For a moment you steel yourself to rush over, see what the disturbance is. You are on duty after all, ungodly hour notwithstanding. Then you force yourself to relax, and purposely stride along your original path without glancing up. You have a special mission today. No distractions. Besides, the Undercity doesn't work like Above. Unless property owned by someone with “clout” is threatened by one of these disturbances, the Watch tends to let them burn themselves out. No point in getting your face bashed in for the sake of an ungrateful wretch and his sad pile of cheap boards and flimsy wares, is there?

You can still hear the shouting when you reach your destination, a rickety-looking apartment building where the rendezvous for this mission is to take place. A figure straightens as you approach, and his hand twitches towards a truncheon hanging at his side. Then he sees your face and relaxes. You recognize him, too, a guardsman called Derbie. He grins a lopsided hobgoblin grin at you and takes a swig out of a tin flask. He's carefully dressed in civilian clothes, so as to keep a low profile, or so you assume. Apparently he doesn't own a warm coat, so he's wrapped in about a dozen tattered scarves and is either wearing armor under his threadbare sweater or, more likely to your mind, he is wearing every shirt he owns, one on top of the other. It makes him look like a heavyset goblin boy with a head too small for his body. It might even be decent as a disguise, except that he's also wearing his thick Sharn Watch boots, a dead giveaway for anyone with eyes and two thoughts to rub together.

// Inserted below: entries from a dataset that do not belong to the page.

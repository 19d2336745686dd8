//! The two booking form screens

use super::field_renderer::{draw_checkbox, draw_choice, draw_field, draw_help_text, FieldView};
use crate::app::App;
use crate::state::{Field, RequestType};
use ratatui::{
    layout::{Constraint, Direction, Layout, Rect},
    Frame,
};

fn placeholder(field: Field) -> &'static str {
    match field {
        Field::Company => "Example Corp.",
        Field::Name => "Taro Yamada",
        Field::Email => "you@example.com",
        Field::Message => "Current challenges, preferred dates…",
        Field::RequestType | Field::Consent => "",
    }
}

/// Field label, with a marker on required fields
fn label(field: Field) -> String {
    if field.is_validated() {
        format!("{} *", field.label())
    } else {
        field.label().to_string()
    }
}

fn field_height(field: Field) -> u16 {
    match field {
        Field::Message => 6,
        Field::RequestType => 2 + RequestType::ALL.len() as u16,
        _ => 3,
    }
}

/// Draw the active step's fields
pub fn draw_step_form(frame: &mut Frame, area: Rect, app: &App) {
    let store = app.form.store();
    let step = store.active_step();
    let focused = store.focused_field();

    let mut constraints: Vec<Constraint> = step
        .visible_fields
        .iter()
        .map(|f| Constraint::Length(field_height(*f)))
        .collect();
    constraints.push(Constraint::Min(1)); // Help text

    let chunks = Layout::default()
        .direction(Direction::Vertical)
        .margin(1)
        .constraints(constraints)
        .split(area);

    for (idx, field) in step.visible_fields.iter().copied().enumerate() {
        let is_active = field == focused;
        let error = Some(store.errors.message(field)).filter(|m| !m.is_empty());
        let label = label(field);
        match field {
            Field::RequestType => {
                let options: Vec<(&str, &str)> = RequestType::ALL
                    .iter()
                    .map(|rt| (rt.title(), rt.badge()))
                    .collect();
                let selected = RequestType::ALL
                    .iter()
                    .position(|rt| *rt == store.data.request_type)
                    .unwrap_or(0);
                draw_choice(
                    frame,
                    chunks[idx],
                    &label,
                    &options,
                    selected,
                    is_active,
                );
            }
            Field::Consent => draw_checkbox(
                frame,
                chunks[idx],
                &label,
                store.data.consent,
                is_active,
                error,
            ),
            text => draw_field(
                frame,
                chunks[idx],
                FieldView {
                    label: &label,
                    value: store.data.text(text),
                    placeholder: if is_active { "" } else { placeholder(text) },
                    is_active,
                    is_multiline: text.is_multiline(),
                    error,
                },
            ),
        }
    }

    let help = if store.is_last_step() {
        format!(
            "{}  ·  Press Enter to {}",
            store.data.request_type.description(),
            store.data.request_type.submit_label().to_lowercase()
        )
    } else {
        store.data.request_type.description().to_string()
    };
    if let Some(help_area) = chunks.last() {
        draw_help_text(frame, *help_area, &help);
    }
}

slobster-albums-pbp-avatars-picture2158-derbieav.jpg
Afternoon, mate, he says with that same ugly grin. Beautiful day, innit? He laughs at his own words and takes another pull at the flask. He wipes his mouth with the back of his hand and continues. Boss is upstairs, third floor, first door on your right. But, ahh, he's a little bit off his head this morning. Grumpy, yeah? He's yelled at me three times for tracking in offal from the street into his 'office'. Derbie rolls his eyes at that last word to show how seriously he takes his superior officer. I'd clean my boots before I went in there, unless you want a scolding to get your blood up for your mission. He grins again and gives a meaningful look to your feet, covered in filth and grime from your trek through the historical Spice Quarter's back alleys.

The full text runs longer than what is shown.